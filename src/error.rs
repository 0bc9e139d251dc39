use std::fmt::{Display, Formatter};
use thiserror::Error;

use crate::normalization::NormMethod;

/// Position of a malformed token inside a serialized dataset or model.
#[derive(Debug, Clone, Copy, PartialEq, Eq)]
pub enum Location {
    /// 1-based line and column in a text payload.
    Line { line: usize, column: usize },
    /// Byte offset in a binary payload.
    Byte(usize),
}

impl Display for Location {
    fn fmt(&self, f: &mut Formatter<'_>) -> std::fmt::Result {
        match self {
            Location::Line { line, column } => write!(f, "line {line}, column {column}"),
            Location::Byte(offset) => write!(f, "byte offset {offset}"),
        }
    }
}

#[derive(Debug, Error)]
pub enum EsvmError {
    #[error("training failed: {0}")]
    Training(String),

    #[error("parse error at {location}: {reason}")]
    Parse { location: Location, reason: String },

    #[error("illegal state: {0}")]
    IllegalState(String),

    #[error("dimension mismatch: expected {expected}, got {actual}")]
    DimensionMismatch { expected: usize, actual: usize },

    #[error("degenerate {method} range: ({first}, {second})")]
    DegenerateRange {
        method: NormMethod,
        first: f64,
        second: f64,
    },

    #[error("index {index} out of range for length {len}")]
    Index { index: usize, len: usize },

    #[error("empty population: {0}")]
    EmptyPopulation(String),

    #[error(transparent)]
    Io(#[from] std::io::Error),

    #[error("invalid configuration: {0}")]
    Config(#[from] serde_json::Error),
}

impl EsvmError {
    pub(crate) fn parse_at_line(line: usize, column: usize, reason: impl Into<String>) -> Self {
        EsvmError::Parse {
            location: Location::Line { line, column },
            reason: reason.into(),
        }
    }

    pub(crate) fn parse_at_byte(offset: usize, reason: impl Into<String>) -> Self {
        EsvmError::Parse {
            location: Location::Byte(offset),
            reason: reason.into(),
        }
    }
}

pub type Result<T> = std::result::Result<T, EsvmError>;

● ● ● ● ●

**What you need to do**
Your output should be an exact copy of the lines from the top of the listing above to the line with "impl Display for", both ends included.

**Reply**
filename src/error.rs
repository 0bc9e139d251dc39
use std::fmt::{Display, Formatter};
use thiserror::Error;

use crate::normalization::NormMethod;

/// Position of a malformed token inside a serialized dataset or model.
#[derive(Debug, Clone, Copy, PartialEq, Eq)]
pub enum Location {
    /// 1-based line and column in a text payload.
    Line { line: usize, column: usize },
    /// Byte offset in a binary payload.
    Byte(usize),
}

impl Display for Location {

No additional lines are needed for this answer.